Scrubbing out carbon dioxide

1780
scrubbing-out-carbon-dioxide

Sound environmental policy or eco-ideology? In some countries hardcore environmentalists still resist nuclear power despite it being the most economically clean and truly sustainable energy option available. It also allows us to avoid stifling oil–dependence and additional pollution of the atmosphere. Those opposed to utilizing nuclear have of course dramatically over emphasized any potential problems that it may harbour. So rather than alleviating atmospheric pollution it leaves it at the mercy of the economically illiterate carbon–trading schemes.
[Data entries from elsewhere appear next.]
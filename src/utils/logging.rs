//! Logging configuration and setup
//!
//! This module provides logging initialization and structured logging utilities
//! for the CampusHub engine.

use tracing::{debug, info, warn};
use tracing_appender::non_blocking::WorkerGuard;
use tracing_subscriber::{layer::SubscriberExt, util::SubscriberInitExt, Layer};

use crate::config::LoggingConfig;
use crate::utils::errors::{CampusHubError, Result};

/// Initialize logging based on configuration
///
/// The returned guard flushes the file writer on drop and must be kept alive
/// for the lifetime of the process.
pub fn init_logging(config: &LoggingConfig) -> Result<Option<WorkerGuard>> {
    let filter = tracing_subscriber::EnvFilter::try_new(&config.level)
        .map_err(|e| CampusHubError::Config(format!("Invalid log filter: {}", e)))?;

    let stdout_layer = if config.json {
        tracing_subscriber::fmt::layer()
            .json()
            .with_writer(std::io::stdout)
            .boxed()
    } else {
        tracing_subscriber::fmt::layer()
            .with_writer(std::io::stdout)
            .boxed()
    };

    let (file_layer, guard) = match &config.directory {
        Some(directory) => {
            let file_appender = tracing_appender::rolling::daily(directory, "campushub.log");
            let (non_blocking, guard) = tracing_appender::non_blocking(file_appender);
            let layer = tracing_subscriber::fmt::layer()
                .with_ansi(false)
                .with_writer(non_blocking)
                .boxed();
            (Some(layer), Some(guard))
        }
        None => (None, None),
    };

    tracing_subscriber::registry()
        .with(filter)
        .with(stdout_layer)
        .with(file_layer)
        .try_init()
        .map_err(|e| CampusHubError::Config(format!("Logging already initialized: {}", e)))?;

    info!("Logging initialized with level: {}", config.level);
    Ok(guard)
}

/// Log admin-side event mutations
pub fn log_event_action(event_id: &str, action: &str, details: Option<&str>) {
    info!(
        event_id = event_id,
        action = action,
        details = details,
        "Event action performed"
    );
}

/// Log student registration changes
pub fn log_registration_action(event_id: &str, student_id: &str, action: &str, remaining_seats: u32) {
    info!(
        event_id = event_id,
        student_id = student_id,
        action = action,
        remaining_seats = remaining_seats,
        "Registration action performed"
    );
}

/// Log admin actions that affect other users
pub fn log_admin_action(action: &str, target: Option<&str>, details: Option<&str>) {
    warn!(
        action = action,
        target = target,
        details = details,
        "Admin action performed"
    );
}

/// Log a failed snapshot write; the mutation stays in memory
pub fn log_persistence_failure(key: &str, error: &str) {
    warn!(
        key = key,
        error = error,
        "Persistence write failed, will retry on next mutation"
    );
}

/// Log snapshot writes
pub fn log_persistence_write(key: &str, duration_ms: u64) {
    debug!(
        key = key,
        duration_ms = duration_ms,
        "Persistence write completed"
    );
}
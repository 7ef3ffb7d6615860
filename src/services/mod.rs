//! Services module
//!
//! This module contains the caller-facing services built on the engine

pub mod campus;

pub use campus::CampusHub;
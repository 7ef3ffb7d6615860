//! Interested set
//!
//! Students can bookmark events without claiming a seat. Interest has no
//! effect on capacity.

use std::collections::{BTreeMap, BTreeSet};

/// Student id to the set of event ids they marked as interesting
pub type InterestMap = BTreeMap<String, BTreeSet<String>>;

#[derive(Debug, Clone, Default)]
pub struct InterestRegistry {
    by_student: InterestMap,
}

impl InterestRegistry {
    pub fn new() -> Self {
        Self::default()
    }

    pub fn from_map(by_student: InterestMap) -> Self {
        Self { by_student }
    }

    /// Flip interest for a pair, returning the new state
    pub fn toggle(&mut self, event_id: &str, student_id: &str) -> bool {
        let events = self.by_student.entry(student_id.to_string()).or_default();
        let interested = if events.remove(event_id) {
            false
        } else {
            events.insert(event_id.to_string());
            true
        };

        if events.is_empty() {
            self.by_student.remove(student_id);
        }
        interested
    }

    pub fn is_interested(&self, event_id: &str, student_id: &str) -> bool {
        self.by_student
            .get(student_id)
            .map_or(false, |events| events.contains(event_id))
    }

    pub fn event_ids(&self, student_id: &str) -> Vec<&str> {
        self.by_student
            .get(student_id)
            .map(|events| events.iter().map(String::as_str).collect())
            .unwrap_or_default()
    }

    pub fn as_map(&self) -> &InterestMap {
        &self.by_student
    }
}
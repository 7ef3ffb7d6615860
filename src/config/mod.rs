//! Configuration management module
//! 
//! This module handles loading and validation of application configuration
//! from an optional config file and environment variables.

pub mod settings;
pub mod validation;

pub use settings::{Settings, StorageConfig, StorageBackend, LoggingConfig, EventsConfig};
Similarly environmental activists, such as Greenpeace, have also resisted technologies like carbon capture and sequestration, exposing themselves to the accusation of being 21st Century Luddites. This increasingly compromises their credibility as environmentally responsible citizens.

Now environmentalists are giving us yet another example of imprudent opposition to new technology. Scientists at Columbia University are developing a new appliance called the carbon dioxide (CO2) scrubber. In as single day alone it can remove a ton of CO2 from the air. Speaking for the research team Klaus Lackner guesses that this device could prove an efficient way to minimize the atmospheric CO2 levels:

While some see the scrubber as an efficient and economical way to reduce atmospheric carbon dioxide, many environmentalists are opposing the technology because it allows people to use fossil fuels and emit carbon in the first place.

After decades of investment renewable energies have yet to deliver their required cost-effectiveness. Therefore it is not prudent to flat-out reject other technological solutions which are often much cheaper than reducing CO2 emissions at the source. This whole issue of green campaigning reeks of special interest groups and doesn’t reflect the pursuit of the noble cause of saving our planet.